Charles Frederick Ingalls was the younger brother of famed author Laura Ingalls Wilder. Laura was an American writer known for The Little House on the Prairie series of children’s books. The books were based on her childhood in a settler and pioneer family.
Charles Frederick Ingalls’ Family
Charles Frederick Ingalls was born on November 1, 1875, in Walnut Grove (Redwood County) Minnesota. He was the fourth of 5 children of Charles Phillip Ingalls and Caroline Lake (née Quiner) Ingalls. His father was an American pioneer, farmer, government official, musician, and carpenter. Frederick died nine months later on August 27, 1876, because of diarrhea.
Ingalls were descendants of the Delano family, the ancestral family of U.S. President Franklin Delano Roosevelt. One paternal ancestor, Edmund Ingalls, from Skirbeck, Lincolnshire, England, emigrated to America, settling in Lynn, Massachusetts. Frederick’s eldest sister, Mary Amelia, born in 1865, was born blind. Sisters Caroline Celestia (Carrie) and Grace Ingalls were born in 1870 and 1877 respectively. Their sister, Laura Ingalls Wilder, was born on February 7, 1867, and rose to stardom and became a successful author. Laura was the 7th great-granddaughter of the Mayflower passenger Richard Warren. She was a third cousin, once removed, of U.S. President and Civil War General Ulysses S. Grant.
Laura’s teaching career ended when she married Almanzo Wilder on August 25, 1885, in De Smet, South Dakota. On December 5, 1886, she gave birth to her daughter, Rose. Laura died at home in her sleep on February 10, 1957, three days after her 90th birthday. Laura’s father, Charles Phillip died on June 8, 1902, of cardiovascular disease, at the age of 66.
Charles Frederick Ingalls’ Net Worth
Charles Frederick Ingalls is known to the world as the brother of the legendary writer and autobiographer, Laura Ingalls Wilder. Laura was one of the most successful and one of the richest autobiographers. The Little House on the Prairie books comprise a series of American children’s novels written by her. The stories are based on her childhood and adolescence in the American Midwest between 1870 and 1894.
Laura was five times a runner-up for the annual Newbery Medal, the premier American Library Association (ALA) book award for children’s literature.
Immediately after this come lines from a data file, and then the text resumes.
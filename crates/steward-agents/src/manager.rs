//! The support-agent lifecycle manager.
//!
//! Owns create / edit / delete / lookup for agent records and enforces the
//! boundary validation the resolver relies on: by the time a grant reaches
//! storage it names a registered capability, and by the time a create
//! reaches the directory its username and email are known to be free.
//!
//! Persistence model: the whole agent table is serialized as one JSON value
//! under a single slugified option (`steward_support_agents`), read-modify-
//! written on every mutation. The host's option layer is the transactional
//! boundary; within one admin request there is no concurrent mutation.

use chrono::Utc;
use serde_json::Value;
use tracing::{info, warn};

use steward_contracts::{
    agent::{AgentId, CreateAgentRequest, SupportAgent, UserId},
    capability::CapabilitySet,
    error::{StewardError, StewardResult},
};
use steward_core::traits::{slugify, AccountDirectory, IdentityProvider, OptionStore};
use steward_registry::CapabilityRegistry;

use crate::events::{AgentEvent, EventDispatcher, EventHandler};

/// Option term under which the agent table is stored (pre-slugification).
const AGENTS_OPTION: &str = "support_agents";

/// Manages the lifecycle of support-agent records.
///
/// Construct one per process with the host's trait implementations. The
/// manager never deletes or mutates user accounts — it only references them.
pub struct SupportAgentManager {
    store: Box<dyn OptionStore>,
    directory: Box<dyn AccountDirectory>,
    identity: Box<dyn IdentityProvider>,
    dispatcher: EventDispatcher,
    option_name: String,
}

impl SupportAgentManager {
    /// Create a manager over the given host implementations.
    pub fn new(
        store: Box<dyn OptionStore>,
        directory: Box<dyn AccountDirectory>,
        identity: Box<dyn IdentityProvider>,
    ) -> Self {
        Self {
            store,
            directory,
            identity,
            dispatcher: EventDispatcher::new(),
            option_name: slugify(AGENTS_OPTION),
        }
    }

    /// Register a lifecycle callback. Callbacks run in registration order.
    pub fn on_event(&mut self, handler: EventHandler) {
        self.dispatcher.register(handler);
    }

    // ── Table persistence ─────────────────────────────────────────────────────

    fn load_table(&self) -> StewardResult<Vec<SupportAgent>> {
        let Some(value) = self.store.get_option(&self.option_name)? else {
            return Ok(Vec::new());
        };
        serde_json::from_value(value).map_err(|e| StewardError::Storage {
            reason: format!("agent table is corrupt: {}", e),
        })
    }

    fn save_table(&self, table: &[SupportAgent]) -> StewardResult<()> {
        let value: Value = serde_json::to_value(table).map_err(|e| StewardError::Storage {
            reason: format!("failed to serialize agent table: {}", e),
        })?;
        self.store.save_option(&self.option_name, value)
    }

    fn next_id(table: &[SupportAgent]) -> AgentId {
        AgentId(table.iter().map(|a| a.id.0).max().unwrap_or(0) + 1)
    }

    // ── Creation ──────────────────────────────────────────────────────────────

    /// Create a support agent from an existing account or by provisioning a
    /// new one.
    ///
    /// Validation happens here, before the resolver or the directory is
    /// involved: an unknown or already-promoted account, a taken username,
    /// or a taken email address all fail with `StewardError::Validation`.
    /// A directory provisioning failure surfaces as `StewardError::Creation`.
    ///
    /// New agents start with an empty grant set — capabilities are assigned
    /// in a separate edit step.
    pub fn create(&self, request: CreateAgentRequest) -> StewardResult<SupportAgent> {
        let mut table = self.load_table()?;

        let user_id = match &request {
            CreateAgentRequest::ExistingAccount(user_id) => {
                if self.directory.find_by_id(*user_id).is_none() {
                    return Err(StewardError::Validation {
                        reason: format!("no user account with id {}", user_id.0),
                    });
                }
                if table.iter().any(|a| a.user_id == *user_id) {
                    return Err(StewardError::Validation {
                        reason: format!("user {} is already a support agent", user_id.0),
                    });
                }
                *user_id
            }

            CreateAgentRequest::NewAccount {
                username,
                email,
                password,
            } => {
                if username.is_empty() {
                    return Err(StewardError::Validation {
                        reason: "username must not be empty".to_string(),
                    });
                }
                if email.is_empty() {
                    return Err(StewardError::Validation {
                        reason: "email address must not be empty".to_string(),
                    });
                }
                if self.directory.username_exists(username) {
                    return Err(StewardError::Validation {
                        reason: format!("username '{}' is already taken", username),
                    });
                }
                if self.directory.email_exists(email) {
                    return Err(StewardError::Validation {
                        reason: format!("email address '{}' is already in use", email),
                    });
                }

                self.directory
                    .create_account(username, email, password.as_deref())?
            }
        };

        let agent = SupportAgent {
            id: Self::next_id(&table),
            user_id,
            granted_capabilities: CapabilitySet::new(),
            created_at: Utc::now(),
            last_login: None,
        };

        table.push(agent.clone());
        self.save_table(&table)?;

        info!(agent_id = agent.id.0, user_id = agent.user_id.0, "support agent created");
        self.dispatcher.dispatch(&AgentEvent::Created {
            agent: agent.clone(),
        });

        Ok(agent)
    }

    // ── Grant editing ─────────────────────────────────────────────────────────

    /// Replace the agent's granted capability set.
    ///
    /// Every key must be registered in `registry`; any unregistered key is
    /// rejected with `StewardError::Validation` before the record is
    /// touched. This is the boundary that keeps unregistered grants out of
    /// storage — the resolver's silent drop is a second line of defense,
    /// not the primary check.
    pub fn update_grants(
        &self,
        registry: &CapabilityRegistry,
        agent_id: AgentId,
        keys: &[String],
    ) -> StewardResult<SupportAgent> {
        for key in keys {
            if !registry.is_registered(key) {
                warn!(agent_id = agent_id.0, capability = %key, "rejected grant of unregistered capability");
                return Err(StewardError::Validation {
                    reason: format!("'{}' is not a registered capability", key),
                });
            }
        }

        let mut table = self.load_table()?;
        let agent = table
            .iter_mut()
            .find(|a| a.id == agent_id)
            .ok_or_else(|| StewardError::Validation {
                reason: format!("no support agent with id {}", agent_id.0),
            })?;

        agent.granted_capabilities = keys.iter().map(String::as_str).collect();
        let updated = agent.clone();
        self.save_table(&table)?;

        info!(
            agent_id = updated.id.0,
            granted = updated.granted_capabilities.len(),
            "support agent grants updated"
        );
        self.dispatcher.dispatch(&AgentEvent::GrantsUpdated {
            agent: updated.clone(),
        });

        Ok(updated)
    }

    // ── Deletion ──────────────────────────────────────────────────────────────

    /// Remove the agent record. The underlying user account is untouched —
    /// account retirement is host policy, not STEWARD's.
    pub fn delete(&self, agent_id: AgentId) -> StewardResult<()> {
        let mut table = self.load_table()?;
        let position = table
            .iter()
            .position(|a| a.id == agent_id)
            .ok_or_else(|| StewardError::Validation {
                reason: format!("no support agent with id {}", agent_id.0),
            })?;

        let removed = table.remove(position);
        self.save_table(&table)?;

        info!(agent_id = removed.id.0, user_id = removed.user_id.0, "support agent deleted");
        self.dispatcher.dispatch(&AgentEvent::Deleted {
            agent_id: removed.id,
            user_id: removed.user_id,
        });

        Ok(())
    }

    // ── Lookup ────────────────────────────────────────────────────────────────

    /// Fetch an agent by record id.
    pub fn get(&self, agent_id: AgentId) -> StewardResult<Option<SupportAgent>> {
        Ok(self.load_table()?.into_iter().find(|a| a.id == agent_id))
    }

    /// Fetch the agent wrapping a given user account, if any.
    pub fn find_by_user(&self, user_id: UserId) -> StewardResult<Option<SupportAgent>> {
        Ok(self
            .load_table()?
            .into_iter()
            .find(|a| a.user_id == user_id))
    }

    /// The agent behind the current request's authenticated identity.
    ///
    /// `Ok(None)` when the request is anonymous or the identity is not a
    /// support agent — callers fail closed on `None`.
    pub fn current(&self) -> StewardResult<Option<SupportAgent>> {
        match self.identity.resolve_current_identity() {
            Some(user_id) => self.find_by_user(user_id),
            None => Ok(None),
        }
    }

    /// All agent records in creation order.
    pub fn list(&self) -> StewardResult<Vec<SupportAgent>> {
        self.load_table()
    }

    /// Stamp the agent's `last_login` with the current time.
    pub fn record_login(&self, agent_id: AgentId) -> StewardResult<()> {
        let mut table = self.load_table()?;
        let agent = table
            .iter_mut()
            .find(|a| a.id == agent_id)
            .ok_or_else(|| StewardError::Validation {
                reason: format!("no support agent with id {}", agent_id.0),
            })?;

        agent.last_login = Some(Utc::now());
        self.save_table(&table)
    }
}

// ── Tests ────────────────────────────────────────────────────────────────────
In 1954, the ALA inaugurated a lifetime achievement award for children’s writers and illustrators, named for Laura, of which she was the first recipient. Eight of her novels were completed by Wilder, and published by Harper & Brothers in the 1930s and 1940s, during her lifetime.
The Little House books have been adapted for stage or screen more than once, most successfully as the American television series Little House on the Prairie, which ran from 1974 to 1983. Time ranks the Little House series as 22 out of 100 of the “100 Best Young Adult Books of All Time.” Five of the Little House books have been Honor Books for the Newbery Medal. Today, the estimated worth of the Little House fortune is $100 million.